President Thomas Jefferson appointed the famous American architect Benjamin H. Latrobe to design the gate which was completed in 1806. Latrobe’s innovative use of a Greek revival design was one of the first structures at the Navy Yard. Interestingly, Dr. William Thorton, a competing architect at the time and designer of the US Capital, criticized the gate as “a monument to bad taste and design,” and that the anchors were “fitter for a cock boat than a gun boat!”
The structure escaped being burned down when the British sacked the capital during the War of 1812. Although modified through the years, the gate has the reputation of being the oldest continuously manned post in US Navy and currently serves as a ceremonial entrance for the US Chief of Naval Operations and flag officer who reside at the Yard. The original anchors were hand carved out of wood and are now housed at the National Museum of the United States Navy located at the Navy Yard. The replica anchors were created by digitally laser scanning the historic originals in to a computer file from which a new design was superimposed. The new geometry was then used to make foundry molds to cast durable, lightweight, solid aluminum anchors which were later painted gold. They were installed on April 7th, 2010.
Danko Arlington is comprised of a foundry, pattern, and machine shop operation which manufacture aluminum sand castings for a variety of commercial and defense applications, including components for US Navy ships, submarines, weapons, and aviation.

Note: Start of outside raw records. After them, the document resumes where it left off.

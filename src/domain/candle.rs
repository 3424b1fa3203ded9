//! Candle (OHLCV bar) representation and series checks.

use chrono::NaiveDate;
use serde::{Deserialize, Serialize};
use std::collections::HashMap;

use crate::domain::error::BlocktraderError;

#[derive(Debug, Clone, PartialEq, Serialize, Deserialize)]
pub struct Candle {
    pub date: NaiveDate,
    pub open: f64,
    pub high: f64,
    pub low: f64,
    pub close: f64,
    pub volume: f64,
    /// Auxiliary per-date value such as an FX rate.
    #[serde(default, skip_serializing_if = "Option::is_none")]
    pub aux: Option<f64>,
}

/// One point of an externally supplied auxiliary series.
#[derive(Debug, Clone, Copy, PartialEq, Serialize, Deserialize)]
pub struct AuxPoint {
    pub date: NaiveDate,
    pub value: f64,
}

impl Candle {
    /// (high + low) / 2
    pub fn median_price(&self) -> f64 {
        (self.high + self.low) / 2.0
    }

    /// (high + low + close) / 3
    pub fn typical_price(&self) -> f64 {
        (self.high + self.low + self.close) / 3.0
    }

    /// max(high - low, |high - prev_close|, |low - prev_close|)
    pub fn true_range(&self, prev_close: f64) -> f64 {
        let hl = self.high - self.low;
        let hc = (self.high - prev_close).abs();
        let lc = (self.low - prev_close).abs();
        hl.max(hc).max(lc)
    }
}

/// Candles must be strictly ascending by date. Gaps are fine.
pub fn validate_candles(candles: &[Candle]) -> Result<(), BlocktraderError> {
    for pair in candles.windows(2) {
        if pair[1].date == pair[0].date {
            return Err(BlocktraderError::InvalidData {
                reason: format!("duplicate candle date {}", pair[1].date),
            });
        }
        if pair[1].date < pair[0].date {
            return Err(BlocktraderError::InvalidData {
                reason: format!(
                    "candles out of order: {} follows {}",
                    pair[1].date, pair[0].date
                ),
            });
        }
    }
    Ok(())
}

/// Align an auxiliary series onto candles by date. A matching point overrides
/// any value already on the candle; candles without one keep theirs. Aux
/// points with no candle are dropped.
///
/// Returns the number of aux points that were attached.
pub fn attach_aux(candles: &mut [Candle], aux: &[AuxPoint]) -> usize {
    let by_date: HashMap<NaiveDate, f64> = aux.iter().map(|p| (p.date, p.value)).collect();
    let mut attached = 0;
    for candle in candles.iter_mut() {
        if let Some(value) = by_date.get(&candle.date) {
            candle.aux = Some(*value);
            attached += 1;
        }
    }
    if attached < aux.len() {
        tracing::warn!(
            dropped = aux.len() - attached,
            "auxiliary points without a matching candle were ignored"
        );
    }
    attached
}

The company has special fondness for this project as its founder, Joseph O. Danko, Sr., served his apprenticeship at the Washington Navy Yard’s pattern shop during World War I, before starting his own business in Baltimore in 1920. The company’s second generation president, Joseph O. Danko, Jr., enrolled in the Navy’s Maryland V-12 college training program and was commissioned LTJG at the tail end of World War II. John Danko, now the third generation President of the company, is very proud to recreate these historic and treasured symbols of the US Navy which should easily last at least another two hundred years!